#### [Instructions to follow]
For every line in the data below that contains "TerminalMode", copy the line.

#### [Dataset records]
//! TeleVideo 950 emulation.
//!
//! Cursor keys are single control codes.  Function keys send
//! `SOH <code> CR`: `@`..`J` unshifted, `\` then `a`..`j` shifted.
//! F12 and the editing block send nothing.

use super::escape::{EscapeTable, Segment, Sequence};
use super::layout::KeySlot;
use super::{DecoderState, Emulation, TerminalMode};

const NONE: Sequence = &[];

/// A single control code, whatever the modifiers.
macro_rules! control_row {
    ($code:literal) => {
        [
            &[Segment::Control($code)],
            &[Segment::Control($code)],
            &[Segment::Control($code)],
            &[Segment::Control($code)],
        ]
    };
}

macro_rules! function_key {
    ($plain:literal, $shifted:literal) => {
        [
            &[Segment::Control(b'A'), Segment::Bytes($plain)],
            &[Segment::Control(b'A'), Segment::Bytes($shifted)],
            NONE,
            NONE,
        ]
    };
}

const EMPTY_ROW: [Sequence; 4] = [NONE; 4];

pub(crate) static TABLE: EscapeTable = [
    control_row!(b'M'), // Enter
    control_row!(b'K'), // Up
    control_row!(b'V'), // Down
    control_row!(b'L'), // Right
    control_row!(b'H'), // Left
    EMPTY_ROW,          // Insert
    EMPTY_ROW,          // Delete
    EMPTY_ROW,          // Page Up
    EMPTY_ROW,          // Page Down
    EMPTY_ROW,          // Home
    EMPTY_ROW,          // End
    EMPTY_ROW,          // Pause
    function_key!(b"@\r", b"\\\r"),
    function_key!(b"A\r", b"a\r"),
    function_key!(b"B\r", b"b\r"),
    function_key!(b"C\r", b"c\r"),
    function_key!(b"D\r", b"d\r"),
    function_key!(b"E\r", b"e\r"),
    function_key!(b"F\r", b"f\r"),
    function_key!(b"G\r", b"g\r"),
    function_key!(b"H\r", b"h\r"),
    function_key!(b"I\r", b"i\r"),
    function_key!(b"J\r", b"j\r"),
    EMPTY_ROW, // F12
];

/// TeleVideo 950. Also owns the terminal-mode hot-keys.
#[derive(Clone, Copy, Debug, Default)]
pub struct Tvi950;

impl Emulation for Tvi950 {
    fn table(&self) -> &'static EscapeTable {
        &TABLE
    }

    fn terminal_hotkey(&self, state: &mut DecoderState, slot: KeySlot) -> bool {
        let mode = match slot {
            KeySlot::F5 => TerminalMode::Tvi950,
            KeySlot::F6 => TerminalMode::Vt100,
            _ => return false,
        };
        info!("terminal mode -> {}", mode);
        state.terminal = mode;
        true
    }
}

#### [Result of the exercise]
use super::{DecoderState, Emulation, TerminalMode};
            KeySlot::F5 => TerminalMode::Tvi950,
            KeySlot::F6 => TerminalMode::Vt100,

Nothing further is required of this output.